This repository contains code examples for an app vulnerable to CVE-2024-21626 as well as an eBPF gadget to detect exploitation attempts.

This repoistory was created as part of this blog post.

The gadget program used to detect this vulnerability is for demonstration purposes only. It is not a full detection of CVE-2024-21626.

CVE-2024-21626 is a vulnerability in the runc container runtime, present in versions prior to v1.1.12. It relies on the fact that runc doesn't close a "leaked" file descriptor in a timely manner when creating or executing commands inside the container, causing the container to inherit that file descriptor and gain access to the host filesystem.
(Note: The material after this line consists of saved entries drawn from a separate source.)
pub const UNIT_FIELDS: &[FieldDef] = &[
    field("UNIT_FIELD_CHARM", 2, Long),
    field("UNIT_FIELD_SUMMON", 2, Long),
    field("UNIT_FIELD_CHARMEDBY", 2, Long),
    field("UNIT_FIELD_SUMMONEDBY", 2, Long),
    field("UNIT_FIELD_CREATEDBY", 2, Long),
    field("UNIT_FIELD_TARGET", 2, Long),
    field("UNIT_FIELD_PERSUADED", 2, Long),
    field("UNIT_FIELD_CHANNEL_OBJECT", 2, Long),
    field("UNIT_FIELD_HEALTH", 1, Int),
    field("UNIT_FIELD_POWER1", 1, Int),
    field("UNIT_FIELD_POWER2", 1, Int),
    field("UNIT_FIELD_POWER3", 1, Int),
    field("UNIT_FIELD_POWER4", 1, Int),
    field("UNIT_FIELD_POWER5", 1, Int),
    field("UNIT_FIELD_MAXHEALTH", 1, Int),
    field("UNIT_FIELD_MAXPOWER1", 1, Int),
    field("UNIT_FIELD_MAXPOWER2", 1, Int),
    field("UNIT_FIELD_MAXPOWER3", 1, Int),
    field("UNIT_FIELD_MAXPOWER4", 1, Int),
    field("UNIT_FIELD_MAXPOWER5", 1, Int),
    field("UNIT_FIELD_LEVEL", 1, Int),
    field("UNIT_FIELD_FACTIONTEMPLATE", 1, Int),
    field("UNIT_FIELD_BYTES_0", 1, Bytes),
    field("UNIT_VIRTUAL_ITEM_SLOT_DISPLAY", 3, Int),
    field("UNIT_VIRTUAL_ITEM_INFO", 6, Bytes),
    field("UNIT_FIELD_FLAGS", 1, Int),
    field("UNIT_FIELD_AURA", 48, Int),
    field("UNIT_FIELD_AURAFLAGS", 6, Bytes),
    field("UNIT_FIELD_AURALEVELS", 12, Bytes),
    field("UNIT_FIELD_AURAAPPLICATIONS", 12, Bytes),
    field("UNIT_FIELD_AURASTATE", 1, Int),
    field("UNIT_FIELD_BASEATTACKTIME", 2, Int),
    field("UNIT_FIELD_RANGEDATTACKTIME", 1, Int),
    field("UNIT_FIELD_BOUNDINGRADIUS", 1, Float),
    field("UNIT_FIELD_COMBATREACH", 1, Float),
    field("UNIT_FIELD_DISPLAYID", 1, Int),
    field("UNIT_FIELD_NATIVEDISPLAYID", 1, Int),
    field("UNIT_FIELD_MOUNTDISPLAYID", 1, Int),
    field("UNIT_FIELD_MINDAMAGE", 1, Float),
    field("UNIT_FIELD_MAXDAMAGE", 1, Float),
    field("UNIT_FIELD_MINOFFHANDDAMAGE", 1, Float),
    field("UNIT_FIELD_MAXOFFHANDDAMAGE", 1, Float),
    field("UNIT_FIELD_BYTES_1", 1, Bytes),
    field("UNIT_FIELD_PETNUMBER", 1, Int),
    field("UNIT_FIELD_PET_NAME_TIMESTAMP", 1, Int),
    field("UNIT_FIELD_PETEXPERIENCE", 1, Int),
    field("UNIT_FIELD_PETNEXTLEVELEXP", 1, Int),
    field("UNIT_DYNAMIC_FLAGS", 1, Int),
    field("UNIT_CHANNEL_SPELL", 1, Int),
    field("UNIT_MOD_CAST_SPEED", 1, Float),
    field("UNIT_CREATED_BY_SPELL", 1, Int),
    field("UNIT_NPC_FLAGS", 1, Int),
    field("UNIT_NPC_EMOTESTATE", 1, Int),
    field("UNIT_TRAINING_POINTS", 1, Int),
    field("UNIT_FIELD_STAT0", 1, Int),
    field("UNIT_FIELD_STAT1", 1, Int),
    field("UNIT_FIELD_STAT2", 1, Int),
    field("UNIT_FIELD_STAT3", 1, Int),
    field("UNIT_FIELD_STAT4", 1, Int),
    field("UNIT_FIELD_RESISTANCES", 7, Int),
    field("UNIT_FIELD_BASE_MANA", 1, Int),
    field("UNIT_FIELD_BASE_HEALTH", 1, Int),
    field("UNIT_FIELD_BYTES_2", 1, Bytes),
    field("UNIT_FIELD_ATTACK_POWER", 1, Int),
    field("UNIT_FIELD_ATTACK_POWER_MODS", 1, Int),
    field("UNIT_FIELD_ATTACK_POWER_MULTIPLIER", 1, Float),
    field("UNIT_FIELD_RANGED_ATTACK_POWER", 1, Int),
    field("UNIT_FIELD_RANGED_ATTACK_POWER_MODS", 1, Int),
    field("UNIT_FIELD_RANGED_ATTACK_POWER_MULTIPLIER", 1, Float),
    field("UNIT_FIELD_MINRANGEDDAMAGE", 1, Float),
    field("UNIT_FIELD_MAXRANGEDDAMAGE", 1, Float),
    field("UNIT_FIELD_POWER_COST_MODIFIER", 7, Int),
    field("UNIT_FIELD_POWER_COST_MULTIPLIER", 7, Float),
    field("UNIT_FIELD_PADDING", 1, Int),
];

pub const PLAYER_FIELDS: &[FieldDef] = &[
    field("PLAYER_DUEL_ARBITER", 2, Long),
    field("PLAYER_FLAGS", 1, Int),
    field("PLAYER_GUILDID", 1, Int),
    field("PLAYER_GUILDRANK", 1, Int),
    field("PLAYER_BYTES", 1, Bytes),
    field("PLAYER_BYTES_2", 1, Bytes),
    field("PLAYER_BYTES_3", 1, Bytes),
    field("PLAYER_DUEL_TEAM", 1, Int),
    field("PLAYER_GUILD_TIMESTAMP", 1, Int),
    field("PLAYER_QUEST_LOG_1_1", 60, Int),
    // 19 slots of 12 words: creator guid, 8 item ids, properties, padding.
    field("PLAYER_VISIBLE_ITEM_1_CREATOR", 228, Int),
    field("PLAYER_FIELD_INV_SLOT_HEAD", 46, Long),
    field("PLAYER_FIELD_PACK_SLOT_1", 32, Long),
    field("PLAYER_FIELD_BANK_SLOT_1", 48, Long),
    field("PLAYER_FIELD_BANKBAG_SLOT_1", 12, Long),
    field("PLAYER_FIELD_VENDORBUYBACK_SLOT_1", 24, Long),
    field("PLAYER_FIELD_KEYRING_SLOT_1", 64, Long),
    field("PLAYER_FARSIGHT", 2, Long),
    field("PLAYER_FIELD_COMBO_TARGET", 2, Long),
    field("PLAYER_XP", 1, Int),
    field("PLAYER_NEXT_LEVEL_XP", 1, Int),
    field("PLAYER_SKILL_INFO_1_1", 384, Int),
    field("PLAYER_CHARACTER_POINTS1", 1, Int),
    field("PLAYER_CHARACTER_POINTS2", 1, Int),
    field("PLAYER_TRACK_CREATURES", 1, Int),
    field("PLAYER_TRACK_RESOURCES", 1, Int),
    field("PLAYER_BLOCK_PERCENTAGE", 1, Float),
    field("PLAYER_DODGE_PERCENTAGE", 1, Float),
    field("PLAYER_PARRY_PERCENTAGE", 1, Float),
    field("PLAYER_CRIT_PERCENTAGE", 1, Float),
    field("PLAYER_RANGED_CRIT_PERCENTAGE", 1, Float),
    field("PLAYER_EXPLORED_ZONES_1", 64, Bytes),
    field("PLAYER_REST_STATE_EXPERIENCE", 1, Int),
    field("PLAYER_FIELD_COINAGE", 1, Int),
    field("PLAYER_FIELD_POSSTAT0", 5, Int),
    field("PLAYER_FIELD_NEGSTAT0", 5, Int),
    field("PLAYER_FIELD_RESISTANCEBUFFMODSPOSITIVE", 7, Int),
    field("PLAYER_FIELD_RESISTANCEBUFFMODSNEGATIVE", 7, Int),
    field("PLAYER_FIELD_MOD_DAMAGE_DONE_POS", 7, Int),
    field("PLAYER_FIELD_MOD_DAMAGE_DONE_NEG", 7, Int),
    field("PLAYER_FIELD_MOD_DAMAGE_DONE_PCT", 7, Float),
    field("PLAYER_FIELD_BYTES", 1, Bytes),
    field("PLAYER_AMMO_ID", 1, Int),
    field("PLAYER_SELF_RES_SPELL", 1, Int),
    field("PLAYER_FIELD_PVP_MEDALS", 1, Int),
    field("PLAYER_FIELD_BUYBACK_PRICE_1", 12, Int),
    field("PLAYER_FIELD_BUYBACK_TIMESTAMP_1", 12, Int),
    field("PLAYER_FIELD_SESSION_KILLS", 1, Bytes),
    field("PLAYER_FIELD_YESTERDAY_KILLS", 1, Bytes),
    field("PLAYER_FIELD_LAST_WEEK_KILLS", 1, Bytes),
    field("PLAYER_FIELD_THIS_WEEK_KILLS", 1, Bytes),
    field("PLAYER_FIELD_THIS_WEEK_CONTRIBUTION", 1, Int),
    field("PLAYER_FIELD_LIFETIME_HONORBALE_KILLS", 1, Int),
    field("PLAYER_FIELD_LIFETIME_DISHONORBALE_KILLS", 1, Int),
    field("PLAYER_FIELD_YESTERDAY_CONTRIBUTION", 1, Int),
    field("PLAYER_FIELD_LAST_WEEK_CONTRIBUTION", 1, Int),
    field("PLAYER_FIELD_LAST_WEEK_RANK", 1, Int),
    field("PLAYER_FIELD_BYTES2", 1, Bytes),
    field("PLAYER_FIELD_WATCHED_FACTION_INDEX", 1, Int),
    field("PLAYER_FIELD_COMBAT_RATING_1", 20, Int),
];

pub const GAMEOBJECT_FIELDS: &[FieldDef] = &[
    field("OBJECT_FIELD_CREATED_BY", 2, Long),
    field("GAMEOBJECT_DISPLAYID", 1, Int),
    field("GAMEOBJECT_FLAGS", 1, Int),
    field("GAMEOBJECT_ROTATION", 4, Float),
    field("GAMEOBJECT_STATE", 1, Int),
    field("GAMEOBJECT_POS_X", 1, Float),
    field("GAMEOBJECT_POS_Y", 1, Float),
    field("GAMEOBJECT_POS_Z", 1, Float),
    field("GAMEOBJECT_FACING", 1, Float),
    field("GAMEOBJECT_DYN_FLAGS", 1, Int),
    field("GAMEOBJECT_FACTION", 1, Int),
    field("GAMEOBJECT_TYPE_ID", 1, Int),
    field("GAMEOBJECT_LEVEL", 1, Int),
    field("GAMEOBJECT_ANIMPROGRESS", 1, Int),
];

pub const DYNAMICOBJECT_FIELDS: &[FieldDef] = &[
    field("DYNAMICOBJECT_CASTER", 2, Long),
    field("DYNAMICOBJECT_BYTES", 1, Bytes),
    field("DYNAMICOBJECT_SPELLID", 1, Int),
    field("DYNAMICOBJECT_RADIUS", 1, Float),
    field("DYNAMICOBJECT_POS_X", 1, Float),
    field("DYNAMICOBJECT_POS_Y", 1, Float),
    field("DYNAMICOBJECT_POS_Z", 1, Float),
    field("DYNAMICOBJECT_FACING", 1, Float),
    field("DYNAMICOBJECT_PAD", 1, Bytes),
];

pub const CORPSE_FIELDS: &[FieldDef] = &[
    field("CORPSE_FIELD_OWNER", 2, Long),
    field("CORPSE_FIELD_FACING", 1, Float),
    field("CORPSE_FIELD_POS_X", 1, Float),
    field("CORPSE_FIELD_POS_Y", 1, Float),
    field("CORPSE_FIELD_POS_Z", 1, Float),
    field("CORPSE_FIELD_DISPLAY_ID", 1, Int),
    field("CORPSE_FIELD_ITEM", 19, Int),
    field("CORPSE_FIELD_BYTES_1", 1, Bytes),
    field("CORPSE_FIELD_BYTES_2", 1, Bytes),
    field("CORPSE_FIELD_GUILD", 1, Int),
    field("CORPSE_FIELD_FLAGS", 1, Int),
    field("CORPSE_FIELD_DYNAMIC_FLAGS", 1, Int),
    field("CORPSE_FIELD_PAD", 1, Int),
];

const fn section_size(fields: &[FieldDef]) -> u16 {
    let mut total = 0;
    let mut i = 0;
    while i < fields.len() {
        total += fields[i].size;
        i += 1;
    }
    total
}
There are several ways to exploit this vulnerability. This repository how this vulnerability can be exploited at runtime.

You can read more about it here.

For this demo to work, you'll need to make sure your machine is running a runc verion <= 1.1.11.

leaky-app is a Go app that creates a symlink to the potentially leaked file descriptor. To build the docker image:

make leaky-app

In order to build the eBPF gadget, you'll need to [ig] tool. You can build the gadget using:

make gadget

Once both are built, run the gadget using:

IG_EXPERIMENTAL=true sudo -E ig run trace-symlink:latest

Open another shell and start the leaky-app container:

docker run --rm --name leaky-app leaky-app

You should see the gadget outputs the container that called the symlink syscall.

This repository contains a demonstration application designed to showcase the detection CVE-2024-21626. It is important to note that this demonstration is solely for educational purposes and should not be considered as a practical detection tool. The detection mechanisms implemented in this demo do not cover all scenarios or accurately represent the complexities of detecting this vulnerability.